In the early summer of 2003, Bill called home from the office to say he had been asked if he was interested in being considered for the job of executive editor of the Times. As we discussed whether he should say yes, I pictured the future of our family. I saw a life where the phone rang incessantly, where there was little privacy and not much downtime. I imagined attention that was both fawning and critical. I could see Bill's children being the recipients of unwanted interest because of their father. I realized our home would be an oasis in the middle of all of this, precious but more difficult to preserve and protect.
On the other hand, what a great opportunity for us as parents! Imagine a childhood where the newsroom's your schoolroom. Imagine the opportunities for travel and the exciting exposure to the world and its people. If your goal as a parent is to raise children with compassionate, engaged, inquiring minds, there could be no better environment than this.
What would my role be in this new life? To the outside world I would probably become simultaneously more and less visible. Should I be feminine or a feminist? Ironically, having spent years writing about the complications of being a public or semipublic wife, I couldn't figure out how to be one myself. I knew there was a role to be played as Mrs. New York Times (a role not a job). I knew it was mine to define as I chose, but I had no idea how to do it.
I asked my predecessor and good friend Carolyn Lelyveld for advice. Carolyn also had two daughters, but they were grown by the time her husband, Joe, was made executive editor.

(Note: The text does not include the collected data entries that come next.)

//! Human-readable exit codes and execution times.

use crate::config::ExitCodeTable;
use crate::error::PromptError;
use crate::styling::Glyph;

use super::state::ExitCodeText;

/// Prettify an exit code.
///
/// - `None` means there is no previous command: no text at all.
/// - `0` or empty renders as an empty block.
/// - Known codes get their mnemonic: `137·SIGKILL`, short form `137`.
/// - Anything else is shown unchanged in both forms.
pub fn prettify_exit_code(
    code: Option<&str>,
    separator: Glyph,
    table: &ExitCodeTable,
) -> Option<ExitCodeText> {
    let code = code?;
    if code.is_empty() || code == "0" {
        return Some(ExitCodeText::default());
    }

    let display = match table.get(code) {
        Some(mnemonic) => format!("{code}{separator}{mnemonic}"),
        None => code.to_string(),
    };
    Some(ExitCodeText {
        display,
        short: code.to_string(),
    })
}

/// Prettify elapsed seconds as the two coarsest non-zero units.
///
/// `65` → `1m5s`, `3661` → `1h1m`, `90000` → `1d1h`. Zero elapsed time and
/// empty input are not displayed. Fractional seconds are floored.
/// Non-numeric input passes through unchanged.
pub fn prettify_exec_time(raw: Option<&str>) -> Result<Option<String>, PromptError> {
    let Some(raw) = raw.filter(|s| !s.is_empty()) else {
        return Ok(None);
    };

    let Some(seconds) = parse_seconds(raw.trim()) else {
        log::debug!("Execution time {raw:?} is not numeric, showing it unchanged");
        return Ok(Some(raw.to_string()));
    };
    if seconds < 0 {
        return Err(PromptError::NegativeExecTime(seconds));
    }

    let minutes = seconds / 60;
    let hours = minutes / 60;
    let days = hours / 24;

    let hours = hours % 24;
    let minutes = minutes % 60;
    let seconds = seconds % 60;

    let formatted = if days > 0 {
        format!("{days}d{hours}h")
    } else if hours > 0 {
        format!("{hours}h{minutes}m")
    } else if minutes > 0 {
        format!("{minutes}m{seconds}s")
    } else if seconds > 0 {
        format!("{seconds}s")
    } else {
        return Ok(None);
    };
    Ok(Some(formatted))
}

/// Whole seconds, accepting integers and finite decimals.
fn parse_seconds(raw: &str) -> Option<i64> {
    if let Ok(seconds) = raw.parse::<i64>() {
        return Some(seconds);
    }
    let seconds = raw.parse::<f64>().ok().filter(|s| s.is_finite())?;
    // `as` saturates out-of-range floats
    Some(seconds.floor() as i64)
}
//! Exit code mnemonics.
//!
//! Covers success, the common shell errors and the Linux signals reported as
//! `128 + N`. Users may add, rename or remove entries; an empty mnemonic
//! removes the entry.

use std::collections::BTreeMap;

const KNOWN_EXIT_CODES: &[(&str, &str)] = &[
    ("0", "SUCCESS"),
    ("1", "GENERAL"),
    ("2", "MISUSE"),
    ("126", "NOTEXEC"),
    ("127", "NOTFOUND"),
    // signals
    ("129", "SIGHUP"),
    ("130", "SIGINT"),
    ("131", "SIGQUIT"),
    ("132", "SIGILL"),
    ("133", "SIGTRAP"),
    ("134", "SIGABRT"),
    ("135", "SIGBUS"),
    ("136", "SIGFPE"),
    ("137", "SIGKILL"),
    ("138", "SIGUSR1"),
    ("139", "SIGSEGV"),
    ("140", "SIGUSR2"),
    ("141", "SIGPIPE"),
    ("142", "SIGALRM"),
    ("143", "SIGTERM"),
    ("144", "SIGSTKFLT"),
    ("145", "SIGCHLD"),
    ("146", "SIGCONT"),
    ("147", "SIGSTOP"),
    ("148", "SIGTSTP"),
    ("149", "SIGTTIN"),
    ("150", "SIGTTOU"),
    ("151", "SIGURG"),
    ("152", "SIGXCPU"),
    ("153", "SIGXFSZ"),
    ("154", "SIGVTALRM"),
    ("155", "SIGPROF"),
    ("156", "SIGWINCH"),
    ("157", "SIGIO"),
    ("158", "SIGPWR"),
    ("159", "SIGSYS"),
    ("255", "OUTOFRANGE"),
];

/// Decimal exit code to mnemonic.
#[derive(Debug, Clone, PartialEq, Eq)]
pub struct ExitCodeTable(BTreeMap<String, String>);

impl Default for ExitCodeTable {
    fn default() -> Self {
        KNOWN_EXIT_CODES.iter().copied().collect()
    }
}

impl ExitCodeTable {
    pub fn get(&self, code: &str) -> Option<&str> {
        self.0.get(code).map(String::as_str)
    }

    /// Merge user entries over the table.
    pub fn merge(&mut self, overrides: &BTreeMap<String, String>) {
        for (code, mnemonic) in overrides {
            if mnemonic.is_empty() {
                self.0.remove(code);
            } else {
                self.0.insert(code.clone(), mnemonic.clone());
            }
        }
    }
}

impl<K: Into<String>, V: Into<String>> FromIterator<(K, V)> for ExitCodeTable {
    fn from_iter<I: IntoIterator<Item = (K, V)>>(iter: I) -> Self {
        Self(
            iter.into_iter()
                .map(|(code, mnemonic)| (code.into(), mnemonic.into()))
                .collect(),
        )
    }
}

/// Parse a JSON object of exit code mnemonics.
///
/// A malformed payload is logged and treated as empty.
pub fn parse_json(payload: &str) -> BTreeMap<String, String> {
    serde_json::from_str(payload).unwrap_or_else(|e| {
        log::warn!("Ignoring malformed exit code overrides: {e}");
        BTreeMap::new()
    })
}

Carolyn had been a maternal figure to many families at the paper, including ours. She spent most of her life working with children, and while Joe was editor she was a constant presence at PS 111 Adolph S. Ochs School, a local school with an affiliation with the New York Times Company Foundation. Carolyn was very sick when I talked to her and would die from complications from breast cancer within the year. Her advice was always punchy. She told me to be myself. Easy for her to say! Which self was that? I now had as many identities as Sybil.